I swore oaths under it as a New Zealand member of Parliament for another decade, until my constituency invoked its democratic right and removed me from my seat.
It has been my flag in all its different constituencies for all my life - you'd think I wouldn't have to think twice before I voted to retain "my flag".
One of the smartest decisions I've made was to come and live, work, serve and reproduce in New Zealand. I've loved my chosen country and watched it grow to a world power. We may be small but we punch above our weight in all aspects of our relationship with the modern world.
Then I look at my grandchildren - the school teacher, the international meat marketer, the business student and the 17-year-old who can't decide whether to be an engineer or a mathematician. My world is shrinking and theirs is growing and expanding so rapidly.

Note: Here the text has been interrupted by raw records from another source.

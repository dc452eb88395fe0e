//! Minimal DER reader/writer for signatures and public keys
//!
//! Barcode frames store signatures in two shapes: DER `SEQUENCE { r, s }`
//! (what crypto backends produce and consume) and raw fixed-width `r ‖ s`
//! (Static Frame v2 and SSB). This module converts between them and extracts
//! the key bits from an X.509 `SubjectPublicKeyInfo`.
//!
//! # Length Encoding
//!
//! - **Short form** (1 byte): lengths 0-127
//! - **Long form**: `0x80 | n` followed by `n` big-endian length bytes
//!
//! Indefinite lengths are not valid DER and are rejected.

use uic_core::{UicError, UicResult};

const TAG_INTEGER: u8 = 0x02;
const TAG_BIT_STRING: u8 = 0x03;
const TAG_SEQUENCE: u8 = 0x30;

fn encode_length(length: usize, out: &mut Vec<u8>) {
    if length < 128 {
        out.push(length as u8);
        return;
    }
    let bytes: Vec<u8> = length
        .to_be_bytes()
        .into_iter()
        .skip_while(|&b| b == 0)
        .collect();
    out.push(0x80 | bytes.len() as u8);
    out.extend_from_slice(&bytes);
}

/// Decode a DER length; returns `(length, bytes consumed)`
fn decode_length(data: &[u8]) -> UicResult<(usize, usize)> {
    let first = *data
        .first()
        .ok_or_else(|| UicError::Structural("Not enough bytes for DER length".to_string()))?;
    if first & 0x80 == 0 {
        return Ok((first as usize, 1));
    }

    let count = (first & 0x7F) as usize;
    if count == 0 {
        return Err(UicError::Structural(
            "Indefinite length encoding not supported".to_string(),
        ));
    }
    if count > 4 {
        return Err(UicError::Structural(format!(
            "Length encoding too large: {} bytes (max 4)",
            count
        )));
    }
    if data.len() < 1 + count {
        return Err(UicError::Structural(format!(
            "Buffer too short for long form length: need {} bytes, got {}",
            1 + count,
            data.len()
        )));
    }
    let length = data[1..=count]
        .iter()
        .fold(0usize, |acc, &b| (acc << 8) | b as usize);
    Ok((length, 1 + count))
}

/// Split one TLV off the front of `data`: `(tag, value, rest)`
fn read_tlv(data: &[u8]) -> UicResult<(u8, &[u8], &[u8])> {
    let tag = *data
        .first()
        .ok_or_else(|| UicError::Structural("Unexpected end of DER data".to_string()))?;
    let (length, consumed) = decode_length(&data[1..])?;
    let start = 1 + consumed;
    let end = start
        .checked_add(length)
        .filter(|&end| end <= data.len())
        .ok_or_else(|| {
            UicError::Structural(format!(
                "DER value of {} bytes overruns buffer of {}",
                length,
                data.len()
            ))
        })?;
    Ok((tag, &data[start..end], &data[end..]))
}

fn expect_tlv<'a>(data: &'a [u8], expected: u8, what: &str) -> UicResult<(&'a [u8], &'a [u8])> {
    let (tag, value, rest) = read_tlv(data)?;
    if tag != expected {
        return Err(UicError::Structural(format!(
            "Expected {} tag 0x{:02X}, got 0x{:02X}",
            what, expected, tag
        )));
    }
    Ok((value, rest))
}

fn push_integer(out: &mut Vec<u8>, magnitude: &[u8]) {
    let trimmed: Vec<u8> = magnitude.iter().copied().skip_while(|&b| b == 0).collect();
    let mut content = if trimmed.is_empty() { vec![0] } else { trimmed };
    if content[0] & 0x80 != 0 {
        content.insert(0, 0);
    }
    out.push(TAG_INTEGER);
    encode_length(content.len(), out);
    out.extend_from_slice(&content);
}

/// Total length of the DER element at the start of `data`
///
/// Used to strip the zero padding after a signature stored in a fixed slot.
pub fn element_length(data: &[u8]) -> UicResult<usize> {
    let (_, value, _) = read_tlv(data)?;
    let (_, consumed) = decode_length(&data[1..])?;
    Ok(1 + consumed + value.len())
}

/// Build a DER `SEQUENCE { INTEGER r, INTEGER s }` from unsigned big-endian halves
pub fn signature_from_components(r: &[u8], s: &[u8]) -> Vec<u8> {
    let mut body = Vec::with_capacity(r.len() + s.len() + 6);
    push_integer(&mut body, r);
    push_integer(&mut body, s);

    let mut out = Vec::with_capacity(body.len() + 4);
    out.push(TAG_SEQUENCE);
    encode_length(body.len(), &mut out);
    out.extend_from_slice(&body);
    out
}

/// Build a DER signature from a raw `r ‖ s` block of two equal halves
pub fn signature_from_raw(raw: &[u8]) -> UicResult<Vec<u8>> {
    if raw.is_empty() || raw.len() % 2 != 0 {
        return Err(UicError::InvalidSignature(format!(
            "Raw signature length {} is not two equal halves",
            raw.len()
        )));
    }
    let (r, s) = raw.split_at(raw.len() / 2);
    Ok(signature_from_components(r, s))
}

/// Split a DER signature into unsigned big-endian `(r, s)`
pub fn signature_components(der: &[u8]) -> UicResult<(Vec<u8>, Vec<u8>)> {
    let (body, _) = expect_tlv(der, TAG_SEQUENCE, "SEQUENCE")?;
    let (r, rest) = expect_tlv(body, TAG_INTEGER, "INTEGER")?;
    let (s, rest) = expect_tlv(rest, TAG_INTEGER, "INTEGER")?;
    if !rest.is_empty() {
        return Err(UicError::InvalidSignature(
            "Trailing data after signature components".to_string(),
        ));
    }
    let strip = |v: &[u8]| -> Vec<u8> { v.iter().copied().skip_while(|&b| b == 0).collect() };
    Ok((strip(r), strip(s)))
}

/// Convert a DER signature into raw `r ‖ s`, each half left-padded to `component_len`
pub fn signature_to_raw(der: &[u8], component_len: usize) -> UicResult<Vec<u8>> {
    let (r, s) = signature_components(der)?;
    let mut raw = vec![0u8; component_len * 2];
    for (index, part) in [r, s].iter().enumerate() {
        if part.len() > component_len {
            return Err(UicError::InvalidSignature(format!(
                "Signature component of {} bytes exceeds {}",
                part.len(),
                component_len
            )));
        }
        let end = (index + 1) * component_len;
        raw[end - part.len()..end].copy_from_slice(part);
    }
    Ok(raw)
}

/// Key bits of an X.509 `SubjectPublicKeyInfo`
///
/// ```text
/// SEQUENCE { SEQUENCE { algorithm, parameters }, BIT STRING subjectPublicKey }
/// ```
pub fn subject_public_key(spki: &[u8]) -> UicResult<Vec<u8>> {
    let (body, _) = expect_tlv(spki, TAG_SEQUENCE, "SEQUENCE")
        .map_err(|e| UicError::MalformedKey(e.to_string()))?;
    let (_, rest) = expect_tlv(body, TAG_SEQUENCE, "AlgorithmIdentifier")
        .map_err(|e| UicError::MalformedKey(e.to_string()))?;
    let (bits, _) = expect_tlv(rest, TAG_BIT_STRING, "BIT STRING")
        .map_err(|e| UicError::MalformedKey(e.to_string()))?;
    match bits.split_first() {
        Some((&0, key)) if !key.is_empty() => Ok(key.to_vec()),
        _ => Err(UicError::MalformedKey(
            "Public key BIT STRING is empty or not octet aligned".to_string(),
        )),
    }
}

My world had the Union Jack flying over it. Now it is no longer "united". Scotland wants to go off and do its own thing as long as the English will cough up 9 billion annually so that the Scots can continue to live in the manner they've become used to under the old arrangement.
The Welsh have scampered back to their hills and caves and the Irish - well, I'm not sure what they are doing, but all of them are definitely not united. They make a farce of that little Union Jack up in the upper corner of our flag.
So do I still support "my flag"? Or do I look forward to my grandchildren's world and wonder what flag they will best grow and operate under?
It's easy, really - I will be voting for the new flag although it was not the one I chose in the first referendum.
It will be an emblem that will be in the vein of my progeny's world, and that's how it should be.